■ Task to complete
Scan the entries for "ResourceSnapshot". Every line that holds it is to be copied.

--- --- ---

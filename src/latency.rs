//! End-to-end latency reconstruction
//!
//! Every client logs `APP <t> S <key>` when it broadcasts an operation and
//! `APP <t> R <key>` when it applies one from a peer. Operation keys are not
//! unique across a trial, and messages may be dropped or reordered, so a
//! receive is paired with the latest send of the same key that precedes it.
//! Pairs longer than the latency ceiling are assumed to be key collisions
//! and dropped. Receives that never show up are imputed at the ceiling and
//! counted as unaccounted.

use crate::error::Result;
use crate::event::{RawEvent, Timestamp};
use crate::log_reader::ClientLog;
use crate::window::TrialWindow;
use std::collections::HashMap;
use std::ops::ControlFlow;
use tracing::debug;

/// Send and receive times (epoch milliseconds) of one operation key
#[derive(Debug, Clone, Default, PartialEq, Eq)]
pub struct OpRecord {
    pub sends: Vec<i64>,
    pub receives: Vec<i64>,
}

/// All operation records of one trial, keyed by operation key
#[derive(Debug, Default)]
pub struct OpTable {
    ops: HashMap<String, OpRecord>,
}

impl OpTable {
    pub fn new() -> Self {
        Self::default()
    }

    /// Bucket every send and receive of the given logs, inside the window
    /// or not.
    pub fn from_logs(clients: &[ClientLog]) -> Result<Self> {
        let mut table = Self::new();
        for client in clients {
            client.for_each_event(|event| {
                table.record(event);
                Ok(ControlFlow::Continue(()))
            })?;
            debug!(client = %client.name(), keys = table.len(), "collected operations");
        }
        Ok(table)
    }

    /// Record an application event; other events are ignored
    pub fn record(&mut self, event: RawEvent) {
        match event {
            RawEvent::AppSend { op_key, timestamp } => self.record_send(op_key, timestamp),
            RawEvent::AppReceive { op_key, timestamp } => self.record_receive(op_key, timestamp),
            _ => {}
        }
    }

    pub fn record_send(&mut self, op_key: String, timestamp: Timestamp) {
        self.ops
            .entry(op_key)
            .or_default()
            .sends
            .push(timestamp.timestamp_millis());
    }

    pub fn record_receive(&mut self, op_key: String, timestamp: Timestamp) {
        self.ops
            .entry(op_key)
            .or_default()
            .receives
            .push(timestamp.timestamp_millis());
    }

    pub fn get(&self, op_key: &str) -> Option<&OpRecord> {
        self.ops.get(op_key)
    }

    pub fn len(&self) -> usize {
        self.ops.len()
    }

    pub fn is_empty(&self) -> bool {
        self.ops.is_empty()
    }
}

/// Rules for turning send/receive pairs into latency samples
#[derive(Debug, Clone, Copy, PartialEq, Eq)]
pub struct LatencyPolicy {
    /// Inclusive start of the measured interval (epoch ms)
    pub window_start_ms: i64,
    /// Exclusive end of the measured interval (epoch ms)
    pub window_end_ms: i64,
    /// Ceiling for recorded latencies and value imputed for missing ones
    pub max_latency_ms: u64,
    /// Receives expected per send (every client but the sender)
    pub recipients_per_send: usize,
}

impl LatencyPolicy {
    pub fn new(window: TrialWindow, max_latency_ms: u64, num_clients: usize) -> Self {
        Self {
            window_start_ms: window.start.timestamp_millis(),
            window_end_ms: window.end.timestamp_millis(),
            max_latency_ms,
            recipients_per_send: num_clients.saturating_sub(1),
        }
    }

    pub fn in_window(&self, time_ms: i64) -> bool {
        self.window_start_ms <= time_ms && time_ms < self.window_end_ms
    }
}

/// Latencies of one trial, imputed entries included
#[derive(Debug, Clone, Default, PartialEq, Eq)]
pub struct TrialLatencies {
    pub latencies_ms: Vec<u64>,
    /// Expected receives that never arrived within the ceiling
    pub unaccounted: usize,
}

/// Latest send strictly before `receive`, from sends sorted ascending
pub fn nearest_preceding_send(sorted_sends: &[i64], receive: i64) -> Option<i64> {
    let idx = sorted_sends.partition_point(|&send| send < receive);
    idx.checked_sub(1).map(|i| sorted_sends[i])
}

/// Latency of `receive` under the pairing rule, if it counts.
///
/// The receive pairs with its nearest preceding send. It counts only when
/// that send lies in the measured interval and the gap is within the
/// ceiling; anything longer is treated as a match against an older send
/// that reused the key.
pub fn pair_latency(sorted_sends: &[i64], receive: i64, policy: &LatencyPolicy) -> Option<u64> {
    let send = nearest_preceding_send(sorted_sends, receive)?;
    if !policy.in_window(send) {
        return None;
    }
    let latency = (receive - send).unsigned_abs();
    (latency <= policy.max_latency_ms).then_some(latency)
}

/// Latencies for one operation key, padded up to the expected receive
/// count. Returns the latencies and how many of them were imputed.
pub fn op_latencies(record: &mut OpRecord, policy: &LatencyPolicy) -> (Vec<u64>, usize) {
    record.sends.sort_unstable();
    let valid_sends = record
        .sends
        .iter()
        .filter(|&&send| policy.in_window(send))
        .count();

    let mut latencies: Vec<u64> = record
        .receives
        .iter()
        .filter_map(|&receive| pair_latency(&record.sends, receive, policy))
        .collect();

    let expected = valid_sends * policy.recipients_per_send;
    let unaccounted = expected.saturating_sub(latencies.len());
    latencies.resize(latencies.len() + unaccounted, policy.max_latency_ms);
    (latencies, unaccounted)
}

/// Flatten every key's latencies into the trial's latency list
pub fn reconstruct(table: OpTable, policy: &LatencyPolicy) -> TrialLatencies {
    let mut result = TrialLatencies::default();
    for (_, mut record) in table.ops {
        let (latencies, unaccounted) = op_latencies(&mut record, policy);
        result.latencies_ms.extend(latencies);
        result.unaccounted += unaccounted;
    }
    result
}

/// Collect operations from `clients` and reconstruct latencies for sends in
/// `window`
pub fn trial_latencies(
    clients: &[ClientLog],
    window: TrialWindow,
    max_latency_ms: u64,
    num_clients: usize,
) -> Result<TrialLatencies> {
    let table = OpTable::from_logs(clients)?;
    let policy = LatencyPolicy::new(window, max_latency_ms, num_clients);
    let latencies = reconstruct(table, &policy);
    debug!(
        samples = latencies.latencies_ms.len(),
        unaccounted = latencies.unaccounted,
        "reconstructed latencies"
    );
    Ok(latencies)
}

--- --- ---

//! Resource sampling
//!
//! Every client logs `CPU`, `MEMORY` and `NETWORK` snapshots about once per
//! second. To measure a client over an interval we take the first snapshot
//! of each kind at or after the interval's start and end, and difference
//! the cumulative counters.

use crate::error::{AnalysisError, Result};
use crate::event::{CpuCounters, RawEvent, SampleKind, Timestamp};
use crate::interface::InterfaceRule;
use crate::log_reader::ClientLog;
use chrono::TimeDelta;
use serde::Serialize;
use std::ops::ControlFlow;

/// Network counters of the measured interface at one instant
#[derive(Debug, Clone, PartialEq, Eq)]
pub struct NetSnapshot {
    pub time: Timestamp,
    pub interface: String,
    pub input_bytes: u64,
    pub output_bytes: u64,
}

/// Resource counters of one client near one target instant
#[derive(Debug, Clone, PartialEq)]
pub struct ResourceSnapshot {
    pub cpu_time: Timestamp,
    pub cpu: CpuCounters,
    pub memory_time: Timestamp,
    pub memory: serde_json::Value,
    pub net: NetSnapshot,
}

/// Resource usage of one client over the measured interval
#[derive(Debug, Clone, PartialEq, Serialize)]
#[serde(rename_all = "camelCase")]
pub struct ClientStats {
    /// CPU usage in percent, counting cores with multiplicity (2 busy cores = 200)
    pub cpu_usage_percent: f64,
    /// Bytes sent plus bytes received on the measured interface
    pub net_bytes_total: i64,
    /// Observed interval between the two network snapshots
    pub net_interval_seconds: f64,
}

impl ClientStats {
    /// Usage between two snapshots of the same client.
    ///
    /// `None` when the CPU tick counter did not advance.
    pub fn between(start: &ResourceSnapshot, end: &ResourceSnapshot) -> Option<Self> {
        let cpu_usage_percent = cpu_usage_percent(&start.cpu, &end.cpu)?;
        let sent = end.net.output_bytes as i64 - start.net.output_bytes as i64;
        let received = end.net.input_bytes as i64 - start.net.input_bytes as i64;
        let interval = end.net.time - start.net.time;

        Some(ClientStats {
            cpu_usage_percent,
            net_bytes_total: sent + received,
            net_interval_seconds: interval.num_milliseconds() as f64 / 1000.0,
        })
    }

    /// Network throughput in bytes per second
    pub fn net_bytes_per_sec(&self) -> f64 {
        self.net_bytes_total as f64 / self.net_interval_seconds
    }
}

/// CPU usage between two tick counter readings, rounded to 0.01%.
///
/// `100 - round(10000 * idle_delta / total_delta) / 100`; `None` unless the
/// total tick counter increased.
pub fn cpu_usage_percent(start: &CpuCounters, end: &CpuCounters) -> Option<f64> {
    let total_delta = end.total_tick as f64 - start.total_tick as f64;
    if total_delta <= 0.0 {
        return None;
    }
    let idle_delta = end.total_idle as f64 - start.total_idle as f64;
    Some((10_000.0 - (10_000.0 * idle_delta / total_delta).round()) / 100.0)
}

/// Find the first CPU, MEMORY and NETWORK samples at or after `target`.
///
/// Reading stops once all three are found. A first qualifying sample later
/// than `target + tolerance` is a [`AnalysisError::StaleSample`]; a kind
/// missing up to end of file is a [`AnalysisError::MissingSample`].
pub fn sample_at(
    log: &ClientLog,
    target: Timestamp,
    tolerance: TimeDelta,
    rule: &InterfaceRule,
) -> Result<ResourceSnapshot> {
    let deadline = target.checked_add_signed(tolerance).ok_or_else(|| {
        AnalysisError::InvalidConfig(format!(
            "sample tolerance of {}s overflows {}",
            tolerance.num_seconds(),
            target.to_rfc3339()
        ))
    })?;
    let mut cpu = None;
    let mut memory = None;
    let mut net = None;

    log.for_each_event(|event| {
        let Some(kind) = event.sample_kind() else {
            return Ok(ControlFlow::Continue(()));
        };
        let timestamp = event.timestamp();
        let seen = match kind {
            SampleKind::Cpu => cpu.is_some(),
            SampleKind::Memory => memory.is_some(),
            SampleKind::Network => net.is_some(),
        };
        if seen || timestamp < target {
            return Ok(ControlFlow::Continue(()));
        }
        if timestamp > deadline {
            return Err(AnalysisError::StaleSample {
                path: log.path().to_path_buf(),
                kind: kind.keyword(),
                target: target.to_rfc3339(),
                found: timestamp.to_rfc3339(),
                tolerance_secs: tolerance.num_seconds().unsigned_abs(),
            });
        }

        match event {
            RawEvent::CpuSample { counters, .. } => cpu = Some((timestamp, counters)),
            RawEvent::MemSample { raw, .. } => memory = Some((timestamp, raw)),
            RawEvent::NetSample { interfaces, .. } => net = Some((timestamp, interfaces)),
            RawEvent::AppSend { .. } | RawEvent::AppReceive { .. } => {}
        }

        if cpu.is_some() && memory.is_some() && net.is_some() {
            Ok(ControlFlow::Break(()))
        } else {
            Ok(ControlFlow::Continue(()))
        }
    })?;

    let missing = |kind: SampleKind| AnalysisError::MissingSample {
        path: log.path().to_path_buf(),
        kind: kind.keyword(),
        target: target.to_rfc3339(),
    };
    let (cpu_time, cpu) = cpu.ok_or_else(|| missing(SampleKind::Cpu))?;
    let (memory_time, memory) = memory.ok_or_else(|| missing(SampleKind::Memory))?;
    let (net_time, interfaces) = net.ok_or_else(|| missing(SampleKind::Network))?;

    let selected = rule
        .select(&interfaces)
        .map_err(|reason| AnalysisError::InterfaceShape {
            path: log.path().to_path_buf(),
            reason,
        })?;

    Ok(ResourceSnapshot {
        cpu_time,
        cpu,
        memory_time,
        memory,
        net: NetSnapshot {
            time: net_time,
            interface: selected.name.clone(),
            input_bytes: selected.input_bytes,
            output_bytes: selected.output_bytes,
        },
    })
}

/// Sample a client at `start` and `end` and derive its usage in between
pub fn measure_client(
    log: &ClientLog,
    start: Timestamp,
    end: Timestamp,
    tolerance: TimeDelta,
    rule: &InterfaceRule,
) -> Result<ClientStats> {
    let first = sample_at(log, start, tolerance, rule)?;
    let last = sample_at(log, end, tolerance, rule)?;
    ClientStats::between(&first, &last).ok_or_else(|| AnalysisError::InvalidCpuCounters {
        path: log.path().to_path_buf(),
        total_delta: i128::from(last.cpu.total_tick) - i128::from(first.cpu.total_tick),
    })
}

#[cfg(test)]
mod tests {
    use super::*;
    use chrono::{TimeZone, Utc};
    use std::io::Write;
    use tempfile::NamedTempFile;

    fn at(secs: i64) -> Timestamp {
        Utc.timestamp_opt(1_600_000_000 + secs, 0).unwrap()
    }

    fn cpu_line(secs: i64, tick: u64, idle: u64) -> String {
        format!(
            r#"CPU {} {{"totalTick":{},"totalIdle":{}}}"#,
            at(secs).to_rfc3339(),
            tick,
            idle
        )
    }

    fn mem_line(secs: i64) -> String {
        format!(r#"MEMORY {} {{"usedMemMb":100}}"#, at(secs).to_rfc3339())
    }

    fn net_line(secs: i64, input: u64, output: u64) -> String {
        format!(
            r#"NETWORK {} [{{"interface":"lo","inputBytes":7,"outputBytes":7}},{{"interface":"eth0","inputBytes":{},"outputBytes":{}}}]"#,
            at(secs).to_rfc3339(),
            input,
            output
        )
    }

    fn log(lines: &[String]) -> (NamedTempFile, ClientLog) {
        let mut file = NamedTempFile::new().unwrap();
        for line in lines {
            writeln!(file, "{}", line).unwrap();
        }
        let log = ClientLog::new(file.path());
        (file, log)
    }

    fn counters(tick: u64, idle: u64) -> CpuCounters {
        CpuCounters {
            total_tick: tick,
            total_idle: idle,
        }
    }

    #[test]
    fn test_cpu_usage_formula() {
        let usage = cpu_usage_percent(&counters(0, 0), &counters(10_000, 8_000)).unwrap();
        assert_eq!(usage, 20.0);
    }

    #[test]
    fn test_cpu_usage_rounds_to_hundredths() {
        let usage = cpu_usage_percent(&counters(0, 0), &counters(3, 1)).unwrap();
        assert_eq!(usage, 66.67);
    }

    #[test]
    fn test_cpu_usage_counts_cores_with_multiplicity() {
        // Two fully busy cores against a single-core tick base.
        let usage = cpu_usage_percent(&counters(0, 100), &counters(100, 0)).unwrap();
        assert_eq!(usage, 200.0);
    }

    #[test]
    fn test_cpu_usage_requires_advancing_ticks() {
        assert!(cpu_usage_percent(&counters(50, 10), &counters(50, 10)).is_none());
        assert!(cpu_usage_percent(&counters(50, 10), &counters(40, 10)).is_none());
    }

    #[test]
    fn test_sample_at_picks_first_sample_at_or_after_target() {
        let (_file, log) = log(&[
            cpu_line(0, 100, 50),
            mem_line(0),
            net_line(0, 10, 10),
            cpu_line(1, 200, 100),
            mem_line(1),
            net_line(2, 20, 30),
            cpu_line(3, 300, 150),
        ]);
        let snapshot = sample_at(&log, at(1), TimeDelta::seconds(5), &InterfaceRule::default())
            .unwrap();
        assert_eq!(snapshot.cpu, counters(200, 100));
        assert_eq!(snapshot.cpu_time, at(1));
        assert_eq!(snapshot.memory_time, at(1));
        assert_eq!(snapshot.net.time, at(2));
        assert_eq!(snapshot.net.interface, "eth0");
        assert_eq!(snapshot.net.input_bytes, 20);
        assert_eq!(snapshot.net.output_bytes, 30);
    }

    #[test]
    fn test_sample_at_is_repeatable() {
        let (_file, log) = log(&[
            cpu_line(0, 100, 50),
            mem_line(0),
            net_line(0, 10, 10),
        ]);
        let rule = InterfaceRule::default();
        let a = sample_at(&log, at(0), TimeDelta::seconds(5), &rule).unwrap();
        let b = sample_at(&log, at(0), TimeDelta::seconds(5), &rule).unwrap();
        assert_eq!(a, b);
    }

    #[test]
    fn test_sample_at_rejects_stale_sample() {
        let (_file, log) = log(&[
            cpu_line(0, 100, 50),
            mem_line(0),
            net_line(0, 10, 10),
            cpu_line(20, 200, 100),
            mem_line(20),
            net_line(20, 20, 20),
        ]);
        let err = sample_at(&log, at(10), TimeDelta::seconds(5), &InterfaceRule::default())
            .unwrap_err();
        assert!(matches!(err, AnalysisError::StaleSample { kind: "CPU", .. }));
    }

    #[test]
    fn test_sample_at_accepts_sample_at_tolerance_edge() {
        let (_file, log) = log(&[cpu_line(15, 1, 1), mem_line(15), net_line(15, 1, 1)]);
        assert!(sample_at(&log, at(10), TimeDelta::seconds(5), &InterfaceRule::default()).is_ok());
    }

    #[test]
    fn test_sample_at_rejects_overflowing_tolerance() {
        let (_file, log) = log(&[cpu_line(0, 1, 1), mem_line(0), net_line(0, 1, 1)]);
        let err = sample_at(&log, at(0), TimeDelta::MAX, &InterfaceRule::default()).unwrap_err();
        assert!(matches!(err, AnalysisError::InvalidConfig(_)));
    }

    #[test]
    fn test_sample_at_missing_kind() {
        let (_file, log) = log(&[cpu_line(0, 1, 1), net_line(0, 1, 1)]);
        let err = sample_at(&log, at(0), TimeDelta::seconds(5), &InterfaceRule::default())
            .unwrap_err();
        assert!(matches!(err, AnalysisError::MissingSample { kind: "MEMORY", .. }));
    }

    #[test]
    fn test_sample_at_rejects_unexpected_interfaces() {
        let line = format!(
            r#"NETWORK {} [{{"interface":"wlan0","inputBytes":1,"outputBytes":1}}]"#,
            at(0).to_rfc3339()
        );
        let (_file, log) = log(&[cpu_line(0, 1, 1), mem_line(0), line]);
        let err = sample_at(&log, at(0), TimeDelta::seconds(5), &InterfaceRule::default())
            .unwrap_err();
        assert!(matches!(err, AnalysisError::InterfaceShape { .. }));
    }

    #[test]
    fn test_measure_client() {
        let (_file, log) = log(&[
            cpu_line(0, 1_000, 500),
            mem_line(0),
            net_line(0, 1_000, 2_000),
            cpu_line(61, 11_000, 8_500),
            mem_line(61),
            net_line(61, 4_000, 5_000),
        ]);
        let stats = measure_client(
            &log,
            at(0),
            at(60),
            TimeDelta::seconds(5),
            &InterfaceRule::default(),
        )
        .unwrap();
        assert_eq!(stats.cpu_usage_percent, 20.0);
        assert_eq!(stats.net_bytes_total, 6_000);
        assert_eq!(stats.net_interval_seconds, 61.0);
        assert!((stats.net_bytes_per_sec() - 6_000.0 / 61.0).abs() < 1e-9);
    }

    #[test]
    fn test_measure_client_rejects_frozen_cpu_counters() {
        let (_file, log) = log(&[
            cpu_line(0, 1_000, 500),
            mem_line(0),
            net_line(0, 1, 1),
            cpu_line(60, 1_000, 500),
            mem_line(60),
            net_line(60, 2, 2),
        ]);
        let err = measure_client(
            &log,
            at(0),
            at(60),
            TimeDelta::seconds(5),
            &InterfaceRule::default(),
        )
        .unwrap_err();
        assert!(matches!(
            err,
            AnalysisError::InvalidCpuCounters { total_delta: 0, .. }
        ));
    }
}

--- --- ---

■ Solution
pub struct ResourceSnapshot {
    pub fn between(start: &ResourceSnapshot, end: &ResourceSnapshot) -> Option<Self> {
) -> Result<ResourceSnapshot> {
    Ok(ResourceSnapshot {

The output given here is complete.